In their defense, when talking about entertainment media (especially the industries at large) people usually say “male audience” and “female audience.” Also “male characters” and “female characters.” They’re just common terms in this context.

[–] proudblond@lemmy.world 2 points 3 days ago (2 children)

That’s still a bit different than saying “males” or “females.” Using those words as nouns makes it feel like a nature documentary narration.

[–] Someasy@lemmy.world 2 points 3 days ago (1 children)

Well humans are animals, maybe we should question why it makes some of us feel uncomfortable to be referred to in the same way we would refer to other animals. It could be ingrained biases of human supremacy/anthropocentrism/speciesism that we use to justify differential treatment of nonhumans that we wouldn't want done to ourselves 🤔 just a thought

[–] proudblond@lemmy.world 1 points 3 days ago

I hear what you’re saying and I’m not saying you were wrong in your usage. The issue I think most women (including me) have is when men refer to us as “females” while not referring to themselves as “males” is that it makes us feel like they view us as not fully human, or like a lesser animal. Problematic people are often trying to feel superior to others, whether via race, class, religion, age, etc etc, and certainly speciesism (is that a word? Autocorrect thinks so) can play a role.

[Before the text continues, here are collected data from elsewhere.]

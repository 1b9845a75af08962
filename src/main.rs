//! # Attribution Engine Main Entry Point
//!
//! Loads configuration, prepares the database, and serves the HTTP API.

use std::sync::Arc;

use anyhow::Context;
use attribution_engine::{
    config::ConfigLoader,
    db, seeds,
    server::{AppState, run_server},
    telemetry::init_tracing,
};

#[tokio::main]
async fn main() -> anyhow::Result<()> {
    // Load configuration from layered env files and variables
    let config = ConfigLoader::new()
        .load()
        .context("loading configuration")?;

    init_tracing(&config).context("initializing tracing")?;

    tracing::info!(profile = %config.profile, "Loaded configuration");
    if let Ok(redacted_json) = config.redacted_json() {
        tracing::debug!(config = %redacted_json, "Effective configuration");
    }

    let db = db::init_pool(&config).await?;
    db::run_migrations(&db).await?;
    seeds::seed_reference_data(&db).await?;

    let state = AppState::new(db, Arc::new(config));
    run_server(state, shutdown_signal()).await
}

async fn shutdown_signal() {
    if let Err(err) = tokio::signal::ctrl_c().await {
        tracing::error!(error = %err, "Failed to listen for shutdown signal");
    }
}
//! Reference data repository.
//!
//! Global catalogs (channels, event sources, currencies, attribution models) are read on
//! every ingest and journey build, so positive lookups are cached in small LRU maps.
//! Tenant directories (vendors, teams, agents, products) are always read through.

use std::{collections::HashMap, num::NonZeroUsize, sync::Arc};

use chrono::Utc;
use lru::LruCache;
use sea_orm::{
    ActiveModelTrait, ColumnTrait, DatabaseConnection, EntityTrait, QueryFilter, QueryOrder, Set,
};
use tokio::sync::RwLock;
use uuid::Uuid;

use crate::engine::registry::ModelDefinition;
use crate::error::{AttributionError, EngineResult};
use crate::models::{
    Agent, AttributionModel, Channel, Currency, EventSource, Product, Team, Vendor, agent,
    attribution_model, channel, currency, event_source, product, team, vendor,
};

const CACHE_CAPACITY: NonZeroUsize = match NonZeroUsize::new(64) {
    Some(capacity) => capacity,
    None => unreachable!(),
};

type Cache<V> = Arc<RwLock<LruCache<String, V>>>;

fn new_cache<V>() -> Cache<V> {
    Arc::new(RwLock::new(LruCache::new(CACHE_CAPACITY)))
}

async fn cached<V: Clone>(cache: &Cache<V>, key: &str) -> Option<V> {
    cache.read().await.peek(key).cloned()
}

async fn remember<V>(cache: &Cache<V>, key: String, value: V) {
    cache.write().await.put(key, value);
}

/// Repository for reference and directory lookups
#[derive(Clone)]
pub struct ReferenceDataRepository {
    db: DatabaseConnection,
    channels: Cache<channel::Model>,
    event_sources: Cache<event_source::Model>,
    currencies: Cache<currency::Model>,
    models: Cache<attribution_model::Model>,
}

impl ReferenceDataRepository {
    pub fn new(db: DatabaseConnection) -> Self {
        Self {
            db,
            channels: new_cache(),
            event_sources: new_cache(),
            currencies: new_cache(),
            models: new_cache(),
        }
    }

    pub async fn channel_by_name(&self, name: &str) -> EngineResult<Option<channel::Model>> {
        let key = name.trim().to_lowercase();
        if let Some(hit) = cached(&self.channels, &key).await {
            return Ok(Some(hit));
        }

        let found = Channel::find()
            .filter(channel::Column::Name.eq(key.clone()))
            .one(&self.db)
            .await?;
        if let Some(model) = &found {
            remember(&self.channels, key, model.clone()).await;
        }
        Ok(found)
    }

    pub async fn require_channel(&self, name: &str) -> EngineResult<channel::Model> {
        self.channel_by_name(name)
            .await?
            .ok_or_else(|| AttributionError::not_found("channel", name))
    }

    /// Resolves every name to a channel id; the first unknown name is reported.
    pub async fn channel_ids_for_names(&self, names: &[String]) -> EngineResult<Vec<Uuid>> {
        let mut ids = Vec::with_capacity(names.len());
        for name in names {
            ids.push(self.require_channel(name).await?.id);
        }
        Ok(ids)
    }

    pub async fn channels_by_ids(&self, ids: &[Uuid]) -> EngineResult<HashMap<Uuid, channel::Model>> {
        if ids.is_empty() {
            return Ok(HashMap::new());
        }
        let rows = Channel::find()
            .filter(channel::Column::Id.is_in(ids.to_vec()))
            .all(&self.db)
            .await?;
        Ok(rows.into_iter().map(|row| (row.id, row)).collect())
    }

    pub async fn require_event_source(&self, name: &str) -> EngineResult<event_source::Model> {
        let key = name.trim().to_lowercase();
        if let Some(hit) = cached(&self.event_sources, &key).await {
            return Ok(hit);
        }

        let found = EventSource::find()
            .filter(event_source::Column::Name.eq(key.clone()))
            .one(&self.db)
            .await?
            .ok_or_else(|| AttributionError::not_found("event_source", name))?;
        remember(&self.event_sources, key, found.clone()).await;
        Ok(found)
    }

    pub async fn event_sources_by_ids(
        &self,
        ids: &[Uuid],
    ) -> EngineResult<HashMap<Uuid, event_source::Model>> {
        if ids.is_empty() {
            return Ok(HashMap::new());
        }
        let rows = EventSource::find()
            .filter(event_source::Column::Id.is_in(ids.to_vec()))
            .all(&self.db)
            .await?;
        Ok(rows.into_iter().map(|row| (row.id, row)).collect())
    }

    pub async fn require_currency(&self, code: &str) -> EngineResult<currency::Model> {
        let key = code.trim().to_uppercase();
        if let Some(hit) = cached(&self.currencies, &key).await {
            return Ok(hit);
        }

        let found = Currency::find()
            .filter(currency::Column::Code.eq(key.clone()))
            .one(&self.db)
            .await?
            .ok_or_else(|| AttributionError::not_found("currency", code))?;
        remember(&self.currencies, key, found.clone()).await;
        Ok(found)
    }

    pub async fn currencies_by_ids(
        &self,
        ids: &[Uuid],
    ) -> EngineResult<HashMap<Uuid, currency::Model>> {
        if ids.is_empty() {
            return Ok(HashMap::new());
        }
        let rows = Currency::find()
            .filter(currency::Column::Id.is_in(ids.to_vec()))
            .all(&self.db)
            .await?;
        Ok(rows.into_iter().map(|row| (row.id, row)).collect())
    }

    pub async fn model_by_code(&self, code: &str) -> EngineResult<Option<attribution_model::Model>> {
        let key = code.trim().to_uppercase();
        if let Some(hit) = cached(&self.models, &key).await {
            return Ok(Some(hit));
        }

        let found = AttributionModel::find()
            .filter(attribution_model::Column::Code.eq(key.clone()))
            .one(&self.db)
            .await?;
        if let Some(model) = &found {
            remember(&self.models, key, model.clone()).await;
        }
        Ok(found)
    }

    pub async fn model_by_id(&self, id: Uuid) -> EngineResult<Option<attribution_model::Model>> {
        Ok(AttributionModel::find_by_id(id).one(&self.db).await?)
    }

    pub async fn list_models(&self) -> EngineResult<Vec<attribution_model::Model>> {
        Ok(AttributionModel::find()
            .order_by_asc(attribution_model::Column::Code)
            .all(&self.db)
            .await?)
    }

    // Tenant directories

    pub async fn vendor_by_code(&self, tenant_id: Uuid, code: &str) -> EngineResult<Option<vendor::Model>> {
        Ok(Vendor::find()
            .filter(vendor::Column::TenantId.eq(tenant_id))
            .filter(vendor::Column::Code.eq(code.trim()))
            .one(&self.db)
            .await?)
    }

    pub async fn agent_by_external_id(
        &self,
        tenant_id: Uuid,
        external_agent_id: &str,
    ) -> EngineResult<Option<agent::Model>> {
        Ok(Agent::find()
            .filter(agent::Column::TenantId.eq(tenant_id))
            .filter(agent::Column::ExternalAgentId.eq(external_agent_id.trim()))
            .one(&self.db)
            .await?)
    }

    pub async fn agents_by_ids(
        &self,
        tenant_id: Uuid,
        ids: &[Uuid],
    ) -> EngineResult<HashMap<Uuid, agent::Model>> {
        if ids.is_empty() {
            return Ok(HashMap::new());
        }
        let rows = Agent::find()
            .filter(agent::Column::TenantId.eq(tenant_id))
            .filter(agent::Column::Id.is_in(ids.to_vec()))
            .all(&self.db)
            .await?;
        Ok(rows.into_iter().map(|row| (row.id, row)).collect())
    }

    pub async fn product_by_external_id(
        &self,
        tenant_id: Uuid,
        external_product_id: &str,
    ) -> EngineResult<Option<product::Model>> {
        Ok(Product::find()
            .filter(product::Column::TenantId.eq(tenant_id))
            .filter(product::Column::ExternalProductId.eq(external_product_id.trim()))
            .one(&self.db)
            .await?)
    }

    pub async fn create_vendor(&self, tenant_id: Uuid, code: &str, name: &str) -> EngineResult<vendor::Model> {
        let now = Utc::now().fixed_offset();
        let model = vendor::ActiveModel {
            id: Set(Uuid::new_v4()),
            tenant_id: Set(tenant_id),
            code: Set(code.trim().to_string()),
            name: Set(name.to_string()),
            is_active: Set(true),
            created_at: Set(now),
            updated_at: Set(now),
        };
        Ok(model.insert(&self.db).await?)
    }

    pub async fn create_team(
        &self,
        tenant_id: Uuid,
        vendor_id: Option<Uuid>,
        name: &str,
    ) -> EngineResult<team::Model> {
        let now = Utc::now().fixed_offset();
        let model = team::ActiveModel {
            id: Set(Uuid::new_v4()),
            tenant_id: Set(tenant_id),
            vendor_id: Set(vendor_id),
            name: Set(name.to_string()),
            created_at: Set(now),
            updated_at: Set(now),
        };
        Ok(model.insert(&self.db).await?)
    }

    pub async fn create_agent(
        &self,
        tenant_id: Uuid,
        external_agent_id: &str,
        name: &str,
        team_id: Option<Uuid>,
        vendor_id: Option<Uuid>,
    ) -> EngineResult<agent::Model> {
        let now = Utc::now().fixed_offset();
        let model = agent::ActiveModel {
            id: Set(Uuid::new_v4()),
            tenant_id: Set(tenant_id),
            vendor_id: Set(vendor_id),
            team_id: Set(team_id),
            external_agent_id: Set(external_agent_id.trim().to_string()),
            name: Set(name.to_string()),
            email: Set(None),
            is_active: Set(true),
            created_at: Set(now),
            updated_at: Set(now),
        };
        Ok(model.insert(&self.db).await?)
    }

    pub async fn create_product(
        &self,
        tenant_id: Uuid,
        external_product_id: &str,
        name: &str,
        category: Option<&str>,
    ) -> EngineResult<product::Model> {
        let model = product::ActiveModel {
            id: Set(Uuid::new_v4()),
            tenant_id: Set(tenant_id),
            external_product_id: Set(external_product_id.trim().to_string()),
            name: Set(name.to_string()),
            category: Set(category.map(str::to_string)),
            created_at: Set(Utc::now().fixed_offset()),
        };
        Ok(model.insert(&self.db).await?)
    }

    // Seeding

    /// Inserts the channel unless one with the same name exists; returns whether it was created.
    pub async fn ensure_channel(&self, name: &str, description: &str) -> EngineResult<bool> {
        if self.channel_by_name(name).await?.is_some() {
            return Ok(false);
        }
        channel::ActiveModel {
            id: Set(Uuid::new_v4()),
            name: Set(name.to_string()),
            description: Set(Some(description.to_string())),
            created_at: Set(Utc::now().fixed_offset()),
        }
        .insert(&self.db)
        .await?;
        Ok(true)
    }

    pub async fn ensure_event_source(
        &self,
        name: &str,
        source_type: &str,
        description: &str,
    ) -> EngineResult<bool> {
        match self.require_event_source(name).await {
            Ok(_) => return Ok(false),
            Err(AttributionError::NotFound { .. }) => {}
            Err(other) => return Err(other),
        }
        event_source::ActiveModel {
            id: Set(Uuid::new_v4()),
            name: Set(name.to_string()),
            source_type: Set(source_type.to_string()),
            description: Set(Some(description.to_string())),
            created_at: Set(Utc::now().fixed_offset()),
        }
        .insert(&self.db)
        .await?;
        Ok(true)
    }

    pub async fn ensure_currency(&self, code: &str, name: &str) -> EngineResult<bool> {
        match self.require_currency(code).await {
            Ok(_) => return Ok(false),
            Err(AttributionError::NotFound { .. }) => {}
            Err(other) => return Err(other),
        }
        currency::ActiveModel {
            id: Set(Uuid::new_v4()),
            code: Set(code.to_uppercase()),
            name: Set(name.to_string()),
            created_at: Set(Utc::now().fixed_offset()),
        }
        .insert(&self.db)
        .await?;
        Ok(true)
    }

    pub async fn ensure_model(&self, definition: &ModelDefinition) -> EngineResult<bool> {
        if self.model_by_code(definition.code.as_str()).await?.is_some() {
            return Ok(false);
        }
        attribution_model::ActiveModel {
            id: Set(Uuid::new_v4()),
            code: Set(definition.code.as_str().to_string()),
            name: Set(definition.name.to_string()),
            description: Set(Some(definition.description.to_string())),
            params: Set(definition.params()),
            created_at: Set(Utc::now().fixed_offset()),
        }
        .insert(&self.db)
        .await?;
        Ok(true)
    }
}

[–] LandedGentry@lemmy.zip 2 points 3 days ago

Yeah but he’s using it in a context that frequently says “male” and “female.” Honestly I didn't even notice until folks complained.

It’s not the same as “you know how females are.”

[–] ocean@lemmy.selfhostcat.com 3 points 3 days ago

Yes, that's what I meant. Thanks for explaining it better!

[–] hedgehog@ttrpg.network 2 points 3 days ago (1 children)

At that point, you could say “male characters.”

[–] Someasy@lemmy.world 1 points 3 days ago

I was talking about the people complaining about female characters in media lol. Those people are usually males who are often not (chronologically) mature, making it strange to call them men. I guess some of the characters might not be men either. But yeah we could say male characters rather than e.g. "7 characters: 5 males, 2 females" etc. But it could get a little clunky. Also I'm just not sure what the problem with it is, since saying "males and females" has always been acceptable to me and a basic component of language until patterns of differential linguistic treatment were observed between genders: "men and females" etc, which I understand could be offensive on a gender basis and agree can promote sexist attitudes. I already thought it should either be "women and men" or "females and males", using the equivalent terms in the same context consistently (though somewhat interchangeably), but for there to be an inherent issue with using "males" and "females" even when we apply them equally seems like a separate objection that was new and unexpected for me. I'm curious to find out why that is that some people don't like those terms in general, and I think maybe we should question it, because I have a feeling it could be tied to feelings of human entitlement and the problematic (imo) belief that humans aren't animals, as used to justify speciesism. But I could be wrong.